No para Renata Ávila, abogada guatemalteca y directora de la plataforma de medios ciudadanos Global Voices Online. “Las percepciones populares (frecuentemente desinformadas) producen efectos adversos porque derivan en mayor exclusión y miedo de las personas, pidiendo medidas “de mano dura”. Ávila, analista también de políticas públicas, considera que este énfasis “relega a un segundo plano formas de reinserción social para sus miembros o redes de protección social para sus familias”.

Como recuerda Ávila, muchos miembros de las maras son padres adolescentes. Provocan miedo en la población, y este miedo generalizado “ha afectado la composición de las ciudades, incrementando los condominios amurallados y edificios de clase media y alta con estricta vigilancia”.

Diversos especialistas en Centroamérica concuerdan que la cadena de la violencia ha debilitado el tejido social, el Estado, los espacios públicos, las pequeñas economías locales e incluso la salud mental de las personas. En ciudades como Tegucigalpa, San Salvador o Guatemala “ya no es aceptable para adolescentes o adultos jóvenes estar en la calle o expresarse con lenguaje, ropas o signos atribuidos a las maras”, dice Ávila.
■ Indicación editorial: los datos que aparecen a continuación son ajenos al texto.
//! Schema introspection.
//!
//! Every statement here is a fixed `SHOW` template whose only variable parts
//! are identifiers produced by [`quote`]/[`quote_qualified`]. Caller text is
//! never interpolated anywhere else.

use crate::db::executor::QueryExecutor;
use crate::error::{DbError, DbResult};
use crate::models::{
    ColumnDefinition, IndexColumnRow, IndexInfo, TableInfo, TableType, group_index_rows,
};
use crate::validation::{quote, quote_qualified};
use sqlx::mysql::MySqlRow;
use sqlx::{ColumnIndex, MySqlPool, Row};
use tracing::debug;

// =============================================================================
// SQL Query Templates
// =============================================================================

pub mod queries {
    use super::*;

    pub const LIST_DATABASES: &str = "SHOW DATABASES";

    pub fn table_status(database: &str) -> DbResult<String> {
        Ok(format!("SHOW TABLE STATUS FROM {}", quote(database)?))
    }

    pub fn full_columns(database: &str, table: &str) -> DbResult<String> {
        Ok(format!(
            "SHOW FULL COLUMNS FROM {}",
            quote_qualified(database, table)?
        ))
    }

    pub fn indexes(database: &str, table: &str) -> DbResult<String> {
        Ok(format!("SHOW INDEX FROM {}", quote_qualified(database, table)?))
    }

    pub fn create_table(database: &str, table: &str) -> DbResult<String> {
        Ok(format!(
            "SHOW CREATE TABLE {}",
            quote_qualified(database, table)?
        ))
    }
}

// =============================================================================
// Row Helpers
// =============================================================================

/// Safely get an optional string from a MySQL row.
/// MySQL may return VARBINARY instead of VARCHAR depending on charset configuration.
fn get_optional_string<I>(row: &MySqlRow, column: I) -> Option<String>
where
    I: ColumnIndex<MySqlRow> + Copy,
{
    row.try_get::<Option<String>, _>(column)
        .ok()
        .flatten()
        .or_else(|| {
            row.try_get::<Option<Vec<u8>>, _>(column)
                .ok()
                .flatten()
                .map(|bytes| String::from_utf8_lossy(&bytes).into_owned())
        })
}

fn get_string<I: ColumnIndex<MySqlRow> + Copy>(row: &MySqlRow, column: I) -> String {
    get_optional_string(row, column).unwrap_or_default()
}

/// Non-empty string or `None`.
fn get_non_empty<I: ColumnIndex<MySqlRow> + Copy>(row: &MySqlRow, column: I) -> Option<String> {
    get_optional_string(row, column).filter(|s| !s.is_empty())
}

/// Try to get a u64 value from a row, handling MySQL version differences.
/// MySQL 5.x may return BIGINT (i64), MySQL 8.x returns BIGINT UNSIGNED (u64).
fn get_u64(row: &MySqlRow, column: &str) -> Option<u64> {
    if let Ok(Some(v)) = row.try_get::<Option<u64>, _>(column) {
        return Some(v);
    }
    if let Ok(Some(v)) = row.try_get::<Option<i64>, _>(column) {
        return u64::try_from(v).ok();
    }
    get_optional_string(row, column).and_then(|s| s.trim().parse().ok())
}

// =============================================================================
// Inspector
// =============================================================================

/// Schema inspector for MySQL introspection.
#[derive(Debug, Clone, Copy)]
pub struct SchemaInspector {
    executor: QueryExecutor,
}

impl SchemaInspector {
    pub fn new(executor: QueryExecutor) -> Self {
        Self { executor }
    }

    /// Names of all databases visible to the principal.
    pub async fn list_databases(&self, pool: &MySqlPool) -> DbResult<Vec<String>> {
        let rows = self
            .executor
            .fetch_all(pool, queries::LIST_DATABASES)
            .await?;

        // SHOW DATABASES returns a single column "Database"
        let databases: Vec<String> = rows.iter().filter_map(|row| get_non_empty(row, 0)).collect();

        debug!(count = databases.len(), "Listed databases");
        Ok(databases)
    }

    /// Tables and views of `database`, from `SHOW TABLE STATUS`.
    pub async fn list_tables(&self, pool: &MySqlPool, database: &str) -> DbResult<Vec<TableInfo>> {
        let sql = queries::table_status(database)?;
        let rows = self.executor.fetch_all(pool, &sql).await?;

        let tables: Vec<TableInfo> = rows.iter().filter_map(table_from_status_row).collect();

        debug!(database = %database, count = tables.len(), "Listed tables");
        Ok(tables)
    }

    /// Column definitions of `database.table`, from `SHOW FULL COLUMNS`.
    pub async fn describe_table(
        &self,
        pool: &MySqlPool,
        database: &str,
        table: &str,
    ) -> DbResult<Vec<ColumnDefinition>> {
        let sql = queries::full_columns(database, table)?;
        let rows = self.executor.fetch_all(pool, &sql).await?;

        let columns: Vec<ColumnDefinition> = rows.iter().map(column_from_row).collect();
        if columns.is_empty() {
            return Err(DbError::database(
                format!("Table '{}.{}' not found", database, table),
                None,
                "Call list_tables to see the tables of the database",
            ));
        }

        Ok(columns)
    }

    /// Indexes of `database.table`, from `SHOW INDEX`.
    pub async fn list_indexes(
        &self,
        pool: &MySqlPool,
        database: &str,
        table: &str,
    ) -> DbResult<Vec<IndexInfo>> {
        let sql = queries::indexes(database, table)?;
        let rows = self.executor.fetch_all(pool, &sql).await?;

        let parts = rows
            .iter()
            .map(|row| IndexColumnRow {
                index_name: get_string(row, "Key_name"),
                seq_in_index: get_u64(row, "Seq_in_index")
                    .and_then(|v| u32::try_from(v).ok())
                    .unwrap_or(0),
                column_name: get_non_empty(row, "Column_name"),
                non_unique: get_u64(row, "Non_unique").unwrap_or(1) != 0,
                index_type: get_non_empty(row, "Index_type"),
            })
            .collect();

        Ok(group_index_rows(parts))
    }

    /// The `CREATE TABLE` (or `CREATE VIEW`) statement of `database.table`.
    pub async fn show_create_table(
        &self,
        pool: &MySqlPool,
        database: &str,
        table: &str,
    ) -> DbResult<String> {
        let sql = queries::create_table(database, table)?;
        let rows = self.executor.fetch_all(pool, &sql).await?;

        // Column 0 is the name; column 1 is "Create Table" or "Create View"
        rows.first()
            .and_then(|row| get_non_empty(row, 1))
            .ok_or_else(|| {
                DbError::database(
                    format!("No definition returned for '{}.{}'", database, table),
                    None,
                    "Check that the table exists and the principal may see it",
                )
            })
    }
}

fn table_from_status_row(row: &MySqlRow) -> Option<TableInfo> {
    let name = get_non_empty(row, "Name")?;
    let engine = get_non_empty(row, "Engine");
    let comment = get_non_empty(row, "Comment");
    let table_type = TableType::from_status(engine.as_deref(), comment.as_deref());

    let mut table = TableInfo::new(name, table_type);
    if table_type == TableType::View {
        return Some(table);
    }

    if let Some(engine) = engine {
        table = table.with_engine(engine);
    }
    if let Some(count) = get_u64(row, "Rows") {
        table = table.with_row_count(count);
    }
    table = table.with_sizes(get_u64(row, "Data_length"), get_u64(row, "Index_length"));
    if let Some(collation) = get_non_empty(row, "Collation") {
        table = table.with_collation(collation);
    }
    if let Some(comment) = comment {
        table = table.with_comment(comment);
    }
    Some(table)
}

fn column_from_row(row: &MySqlRow) -> ColumnDefinition {
    let mut column = ColumnDefinition::new(
        get_string(row, "Field"),
        get_string(row, "Type"),
        get_string(row, "Null").eq_ignore_ascii_case("YES"),
    );
    column.key = get_string(row, "Key");
    column.default_value = get_optional_string(row, "Default");
    column.extra = get_non_empty(row, "Extra");
    column.collation = get_non_empty(row, "Collation");
    column.comment = get_non_empty(row, "Comment");
    column
}
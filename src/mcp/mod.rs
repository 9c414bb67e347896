//! MCP server integration module.
//!
//! This module provides the integration between the MCP protocol and
//! the MySQL tool handlers using the rmcp framework.

pub mod service;

pub use service::MySqlService;
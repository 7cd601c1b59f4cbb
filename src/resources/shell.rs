//! Login shell resource.
//!
//! Changing the shell goes through `chsh`, which only accepts shells listed in
//! `/etc/shells`; that file is checked here and never edited.
use anyhow::{Context as _, Result, bail};
use std::path::{Path, PathBuf};

use super::{Applicable, Resource, ResourceChange, ResourceState};
use crate::exec::Executor;

/// File listing the shells `chsh` accepts.
pub const SHELLS_FILE: &str = "/etc/shells";

/// A resource for configuring the default login shell.
#[derive(Debug)]
pub struct DefaultShellResource<'a> {
    /// Target shell name (e.g., "fish").
    target_shell: String,
    /// Login shell at startup, as reported by `$SHELL`.
    current_shell: String,
    /// Allow-list consulted before calling `chsh`.
    shells_file: PathBuf,
    /// Executor for running system commands.
    executor: &'a dyn Executor,
}

impl<'a> DefaultShellResource<'a> {
    /// Create a new default shell resource for the current user.
    #[must_use]
    pub fn new(target_shell: &str, executor: &'a dyn Executor) -> Self {
        Self {
            target_shell: target_shell.to_string(),
            current_shell: std::env::var("SHELL").unwrap_or_default(),
            shells_file: PathBuf::from(SHELLS_FILE),
            executor,
        }
    }

    /// Override the detected login shell.
    #[must_use]
    pub fn with_current_shell(mut self, shell: &str) -> Self {
        self.current_shell = shell.to_string();
        self
    }

    /// Override the shells allow-list location.
    #[must_use]
    pub fn with_shells_file(mut self, path: &Path) -> Self {
        self.shells_file = path.to_path_buf();
        self
    }

    fn is_allowed(&self, shell_path: &Path) -> Result<bool> {
        let content = std::fs::read_to_string(&self.shells_file)
            .with_context(|| format!("reading {}", self.shells_file.display()))?;
        Ok(content
            .lines()
            .map(str::trim)
            .filter(|l| !l.is_empty() && !l.starts_with('#'))
            .any(|l| Path::new(l) == shell_path))
    }
}

impl Applicable for DefaultShellResource<'_> {
    fn description(&self) -> String {
        format!("default shell → {}", self.target_shell)
    }

    fn apply(&self) -> Result<ResourceChange> {
        let Some(shell_path) = self.executor.locate(&self.target_shell) else {
            bail!("{} is not installed", self.target_shell);
        };
        if !self.is_allowed(&shell_path)? {
            bail!(
                "{} is not listed in {}",
                shell_path.display(),
                self.shells_file.display()
            );
        }
        let shell_path = shell_path.to_string_lossy();
        self.executor.run("chsh", &["-s", &shell_path])?;
        Ok(ResourceChange::Applied)
    }
}

impl Resource for DefaultShellResource<'_> {
    fn current_state(&self) -> Result<ResourceState> {
        let suffix = format!("/{}", self.target_shell);

        if self.current_shell.ends_with(&suffix) {
            Ok(ResourceState::Correct)
        } else if self.current_shell.is_empty() {
            Ok(ResourceState::Missing)
        } else {
            Ok(ResourceState::Incorrect {
                current: self.current_shell.clone(),
            })
        }
    }
}
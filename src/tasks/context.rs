//! Shared state handed to every task.
use std::sync::{Arc, Mutex};

use crate::config::Config;
use crate::error::InstallError;
use crate::exec::Executor;
use crate::logging::Log;

/// Switches that change what a run does.
#[derive(Debug, Clone, Copy, Default, PartialEq, Eq)]
#[allow(clippy::struct_excessive_bools)]
pub struct RunOptions {
    /// Preview changes without applying them.
    pub dry_run: bool,
    /// Move non-symlink destinations to `<dest>.backup` before linking.
    pub backup: bool,
    /// Do not run the package manager.
    pub skip_packages: bool,
    /// Make fish the login shell.
    pub set_shell: bool,
}

/// Shared context for task execution.
pub struct Context {
    /// Resolved configuration for this run.
    pub config: Arc<Config>,
    /// Logger for output and task recording.
    pub log: Arc<dyn Log>,
    /// Command executor (for testing or real system calls).
    pub executor: Arc<dyn Executor>,
    /// Run switches.
    pub options: RunOptions,
    problems: Mutex<Vec<InstallError>>,
}

impl std::fmt::Debug for Context {
    fn fmt(&self, f: &mut std::fmt::Formatter<'_>) -> std::fmt::Result {
        f.debug_struct("Context")
            .field("config", &self.config)
            .field("log", &"<dyn Log>")
            .field("executor", &self.executor)
            .field("options", &self.options)
            .finish_non_exhaustive()
    }
}

impl Context {
    /// Creates a new context for task execution.
    #[must_use]
    pub fn new(
        config: Arc<Config>,
        log: Arc<dyn Log>,
        executor: Arc<dyn Executor>,
        options: RunOptions,
    ) -> Self {
        Self {
            config,
            log,
            executor,
            options,
            problems: Mutex::new(Vec::new()),
        }
    }

    /// Whether changes should only be reported.
    #[must_use]
    pub const fn dry_run(&self) -> bool {
        self.options.dry_run
    }

    /// Log `problem` at its severity and keep it for the end-of-run report.
    pub fn report(&self, problem: InstallError) {
        self.log.problem(&problem);
        self.problems
            .lock()
            .unwrap_or_else(std::sync::PoisonError::into_inner)
            .push(problem);
    }

    /// Drain every problem reported so far, in reporting order.
    pub fn take_problems(&self) -> Vec<InstallError> {
        std::mem::take(
            &mut *self
                .problems
                .lock()
                .unwrap_or_else(std::sync::PoisonError::into_inner),
        )
    }
}
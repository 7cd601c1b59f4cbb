//! The per-command run log.
//!
//! Lives at `$XDG_CACHE_HOME/dotfiles/<command>.log`, or under
//! `<home>/.cache` when `XDG_CACHE_HOME` is unset, where `<home>` is the
//! resolved home directory of the run (so `--home` keeps logs out of the real
//! home). Each run truncates the file and starts with a header line.
use std::ffi::OsString;
use std::fs;
use std::io::Write as _;
use std::path::{Path, PathBuf};
use std::sync::Mutex;

use super::{LineKind, event_message};

/// Log file for `command` when installing into `home`.
#[must_use]
pub fn log_file_path(command: &str, home: &Path) -> PathBuf {
    cache_root(std::env::var_os("XDG_CACHE_HOME"), home)
        .join("dotfiles")
        .join(format!("{command}.log"))
}

fn cache_root(xdg_cache_home: Option<OsString>, home: &Path) -> PathBuf {
    xdg_cache_home
        .filter(|v| !v.is_empty())
        .map_or_else(|| home.join(".cache"), PathBuf::from)
}

/// [`tracing_subscriber::Layer`] appending every event to the run log.
pub(super) struct FileLayer {
    file: Mutex<fs::File>,
}

impl FileLayer {
    /// Create the log directory, truncate `path`, and write the run header.
    ///
    /// `None` if any of that fails; the run then logs to the console only.
    pub(super) fn create(path: &Path) -> Option<Self> {
        if let Some(parent) = path.parent() {
            fs::create_dir_all(parent).ok()?;
        }
        let version =
            option_env!("DOTFILES_VERSION").unwrap_or(concat!("dev-", env!("CARGO_PKG_VERSION")));
        let mut file = fs::File::create(path).ok()?;
        writeln!(
            file,
            "# dotfiles {version}, started {}",
            chrono::Utc::now().format("%Y-%m-%d %H:%M:%S UTC")
        )
        .ok()?;
        Some(Self {
            file: Mutex::new(file),
        })
    }
}

impl<S: tracing::Subscriber> tracing_subscriber::Layer<S> for FileLayer {
    fn on_event(
        &self,
        event: &tracing::Event<'_>,
        _ctx: tracing_subscriber::layer::Context<'_, S>,
    ) {
        let line = format_line(
            &chrono::Utc::now().format("%H:%M:%S").to_string(),
            LineKind::of(event.metadata()),
            &strip_ansi(&event_message(event)),
        );
        if let Ok(mut file) = self.file.lock() {
            writeln!(file, "{line}").ok();
        }
    }
}

fn format_line(time: &str, kind: LineKind, msg: &str) -> String {
    let tag = match kind {
        LineKind::Stage => return format!("[{time}] ==> {msg}"),
        LineKind::DryRun => "[dry run] ",
        LineKind::Error => "[error] ",
        LineKind::Warn => "[warn] ",
        LineKind::Debug => "[debug] ",
        LineKind::Info => "",
    };
    format!("[{time}]     {tag}{msg}")
}

/// Remove ANSI CSI sequences (`ESC [ ... final-byte`) and lone escapes.
fn strip_ansi(s: &str) -> String {
    let mut out = String::with_capacity(s.len());
    let mut chars = s.chars();
    while let Some(c) = chars.next() {
        if c != '\x1b' {
            out.push(c);
            continue;
        }
        if chars.next() == Some('[') {
            // parameters run until the final byte
            while chars.next().is_some_and(|c| !('@'..='~').contains(&c)) {}
        }
    }
    out
}
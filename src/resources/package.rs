//! Package bundle resource.
use anyhow::{Context as _, Result};

use super::{Applicable, ResourceChange};
use crate::config::packages::PackageManifest;
use crate::error::InstallError;
use crate::exec::Executor;

/// Output fragments that mark a non-zero `brew bundle` exit as benign.
const ALREADY_INSTALLED_MARKERS: &[&str] = &["already satisfied", "is already installed"];

/// Installs everything declared in the package manifest.
///
/// The manifest is opaque: its state is not queried, the package manager is
/// simply asked to converge on it. Failures carry an [`InstallError`] that
/// callers can recover with `downcast_ref`.
#[derive(Debug)]
pub struct BundleResource<'a> {
    manifest: &'a PackageManifest,
    executor: &'a dyn Executor,
}

impl<'a> BundleResource<'a> {
    /// Create a new bundle resource.
    #[must_use]
    pub const fn new(manifest: &'a PackageManifest, executor: &'a dyn Executor) -> Self {
        Self { manifest, executor }
    }

    /// Verify the package manager and manifest are both present.
    ///
    /// # Errors
    ///
    /// Returns [`InstallError::PackageManagerUnavailable`] when the package
    /// manager is not on `PATH`, or [`InstallError::ManifestMissing`] when
    /// the manifest file does not exist.
    pub fn check_prerequisites(&self) -> Result<(), InstallError> {
        if !self.executor.which(&self.manifest.manager) {
            return Err(InstallError::PackageManagerUnavailable {
                program: self.manifest.manager.clone(),
            });
        }
        if !self.manifest.path.is_file() {
            return Err(InstallError::ManifestMissing {
                path: self.manifest.path.clone(),
            });
        }
        Ok(())
    }

    /// The command line that `apply()` runs.
    #[must_use]
    pub fn command_line(&self) -> String {
        let mut line = self.manifest.manager.clone();
        for arg in self.manifest.install_args() {
            line.push(' ');
            line.push_str(&arg);
        }
        line
    }
}

impl Applicable for BundleResource<'_> {
    fn description(&self) -> String {
        format!("packages from {}", self.manifest.path.display())
    }

    fn apply(&self) -> Result<ResourceChange> {
        self.check_prerequisites()?;

        let args = self.manifest.install_args();
        let args: Vec<&str> = args.iter().map(String::as_str).collect();
        let result = self
            .executor
            .run_unchecked(&self.manifest.manager, &args)
            .with_context(|| format!("running {}", self.command_line()))?;

        if result.success {
            return Ok(ResourceChange::Applied);
        }

        let already = ALREADY_INSTALLED_MARKERS
            .iter()
            .any(|m| result.stdout.contains(m) || result.stderr.contains(m));
        if already {
            return Ok(ResourceChange::AlreadyCorrect);
        }

        Err(InstallError::PackageInstallFailed {
            program: self.manifest.manager.clone(),
            exit_code: result.code.unwrap_or(-1),
            stderr: result.stderr.trim().to_string(),
        }
        .into())
    }
}

#[cfg(test)]
#[allow(
    clippy::expect_used,
    clippy::unwrap_used,
    clippy::indexing_slicing,
    clippy::panic
)]
mod tests {
    use super::*;
    use crate::resources::test_helpers::MockExecutor;

    fn manifest_in(dir: &std::path::Path) -> PackageManifest {
        let manifest = PackageManifest::in_repo(dir);
        std::fs::create_dir_all(manifest.path.parent().unwrap()).unwrap();
        std::fs::write(&manifest.path, "brew \"fish\"\n").unwrap();
        manifest
    }

    #[test]
    fn command_line_uses_bundle_install() {
        let manifest = PackageManifest::in_repo(std::path::Path::new("/repo"));
        let executor = MockExecutor::new();
        let resource = BundleResource::new(&manifest, &executor);
        assert_eq!(
            resource.command_line(),
            "brew bundle install --file /repo/brewfile/Brewfile"
        );
    }

    #[test]
    fn unavailable_manager_reported() {
        let dir = tempfile::tempdir().unwrap();
        let manifest = manifest_in(dir.path());
        let executor = MockExecutor::new();
        let resource = BundleResource::new(&manifest, &executor);

        let err = resource.apply().unwrap_err();
        assert!(matches!(
            err.downcast_ref::<InstallError>(),
            Some(InstallError::PackageManagerUnavailable { program }) if program == "brew"
        ));
        assert!(executor.calls().is_empty());
    }

    #[test]
    fn missing_manifest_reported() {
        let dir = tempfile::tempdir().unwrap();
        let manifest = PackageManifest::in_repo(dir.path());
        let executor = MockExecutor::new().with_program("brew");
        let resource = BundleResource::new(&manifest, &executor);

        assert!(matches!(
            resource.check_prerequisites(),
            Err(InstallError::ManifestMissing { .. })
        ));
        assert!(executor.calls().is_empty());
    }

    #[test]
    fn successful_bundle_is_applied() {
        let dir = tempfile::tempdir().unwrap();
        let manifest = manifest_in(dir.path());
        let executor = MockExecutor::ok("Homebrew Bundle complete!").with_program("brew");
        let resource = BundleResource::new(&manifest, &executor);

        assert_eq!(resource.apply().unwrap(), ResourceChange::Applied);
        let calls = executor.calls();
        assert_eq!(calls.len(), 1);
        assert!(calls[0].starts_with("brew bundle install --file "));
        assert!(calls[0].ends_with("brewfile/Brewfile"));
    }

    #[test]
    fn already_installed_failure_is_benign() {
        let dir = tempfile::tempdir().unwrap();
        let manifest = manifest_in(dir.path());
        let executor =
            MockExecutor::fail("Warning: fish 3.7.1 is already installed").with_program("brew");
        let resource = BundleResource::new(&manifest, &executor);

        assert_eq!(resource.apply().unwrap(), ResourceChange::AlreadyCorrect);
    }

    #[test]
    fn other_failure_carries_exit_code_and_stderr() {
        let dir = tempfile::tempdir().unwrap();
        let manifest = manifest_in(dir.path());
        let executor = MockExecutor::fail("Error: No available formula").with_program("brew");
        let resource = BundleResource::new(&manifest, &executor);

        let err = resource.apply().unwrap_err();
        match err.downcast_ref::<InstallError>() {
            Some(InstallError::PackageInstallFailed {
                program,
                exit_code,
                stderr,
            }) => {
                assert_eq!(program, "brew");
                assert_eq!(*exit_code, 1);
                assert_eq!(stderr, "Error: No available formula");
            }
            other => panic!("expected PackageInstallFailed, got {other:?}"),
        }
    }
}
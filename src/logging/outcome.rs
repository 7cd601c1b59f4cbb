//! How each task of a run ended.
use std::fmt;

/// Final state of one task.
#[derive(Debug, Clone, Copy, PartialEq, Eq)]
pub enum TaskStatus {
    /// The task ran and everything is in place.
    Done,
    /// The run did not ask for this task (`--skip-packages`, no `--set-shell`).
    NotRequested,
    /// The task gave up on something it could not do; see the problems.
    Skipped,
    /// Dry run: changes were only reported.
    Previewed,
    /// The task failed; the run exits non-zero.
    Failed,
}

impl TaskStatus {
    const fn marker(self) -> (&'static str, &'static str) {
        match self {
            Self::Done => ("✓", "\x1b[32m"),
            Self::NotRequested => ("·", "\x1b[2m"),
            Self::Skipped => ("○", "\x1b[33m"),
            Self::Previewed => ("~", "\x1b[37m"),
            Self::Failed => ("✗", "\x1b[31m"),
        }
    }
}

/// One summary line.
#[derive(Debug, Clone)]
pub struct TaskEntry {
    /// Task name as shown in its stage header.
    pub name: String,
    /// How it ended.
    pub status: TaskStatus,
    /// Skip reason or error chain, if any.
    pub message: Option<String>,
}

impl fmt::Display for TaskEntry {
    fn fmt(&self, f: &mut fmt::Formatter<'_>) -> fmt::Result {
        let (icon, colour) = self.status.marker();
        write!(f, "{colour}{icon} {}", self.name)?;
        if let Some(message) = &self.message {
            write!(f, " ({message})")?;
        }
        f.write_str("\x1b[0m")
    }
}

/// Per-status counts for the summary footer.
#[derive(Debug, Default, Clone, Copy, PartialEq, Eq)]
pub(super) struct Tally {
    done: usize,
    not_requested: usize,
    skipped: usize,
    previewed: usize,
    failed: usize,
}

impl Tally {
    pub(super) fn of(entries: &[TaskEntry]) -> Self {
        entries.iter().fold(Self::default(), |mut tally, entry| {
            match entry.status {
                TaskStatus::Done => tally.done += 1,
                TaskStatus::NotRequested => tally.not_requested += 1,
                TaskStatus::Skipped => tally.skipped += 1,
                TaskStatus::Previewed => tally.previewed += 1,
                TaskStatus::Failed => tally.failed += 1,
            }
            tally
        })
    }

    const fn total(&self) -> usize {
        self.done + self.not_requested + self.skipped + self.previewed + self.failed
    }
}

impl fmt::Display for Tally {
    fn fmt(&self, f: &mut fmt::Formatter<'_>) -> fmt::Result {
        write!(
            f,
            "{} tasks: \x1b[32m{} done\x1b[0m, \x1b[2m{} not requested\x1b[0m, \
             \x1b[33m{} skipped\x1b[0m, \x1b[37m{} previewed\x1b[0m, \x1b[31m{} failed\x1b[0m",
            self.total(),
            self.done,
            self.not_requested,
            self.skipped,
            self.previewed,
            self.failed,
        )
    }
}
Cualquier solución integral va a chocar con dos obstáculos enormes: falta de recursos y falta de continuidad de planes y políticas públicas en la región. La política regional de EE.UU. hacia Centroamérica ha cambiado durante la administración de Obama, con un énfasis mayor en la reformas de las policías y sistemas judiciales, además de la ayuda social. “Aunque el gobierno de EE.UU. ha terminado con la retórica de la guerra contra las drogas, éstas siguen siendo el foco principal”, señala Bosworth.

Ávila propone analizar y evaluar las medidas que se adoptaron en Italia, donde “se aprobó una ley que permite decomisar todos los bienes de la mafia y crimen organizado y utilizarlos para programas dedicados a combatir los problemas sociales que acercan a los jóvenes a las maras”.

El gobierno estadounidense ha privilegiado trabajar con las organizaciones internacionales, como SICA y la OEA, un proceso lento y burocrático, con más palabras que recursos para la ayuda civil.

“Los gobiernos de EE.UU., México y Centroamérica trabajan juntos para diseñar una estrategia regional, y después obtener los recursos y cumplir con su parte de esta estrategia”, dice Bosworth. “No hay nada que un país pueda hacer solo”.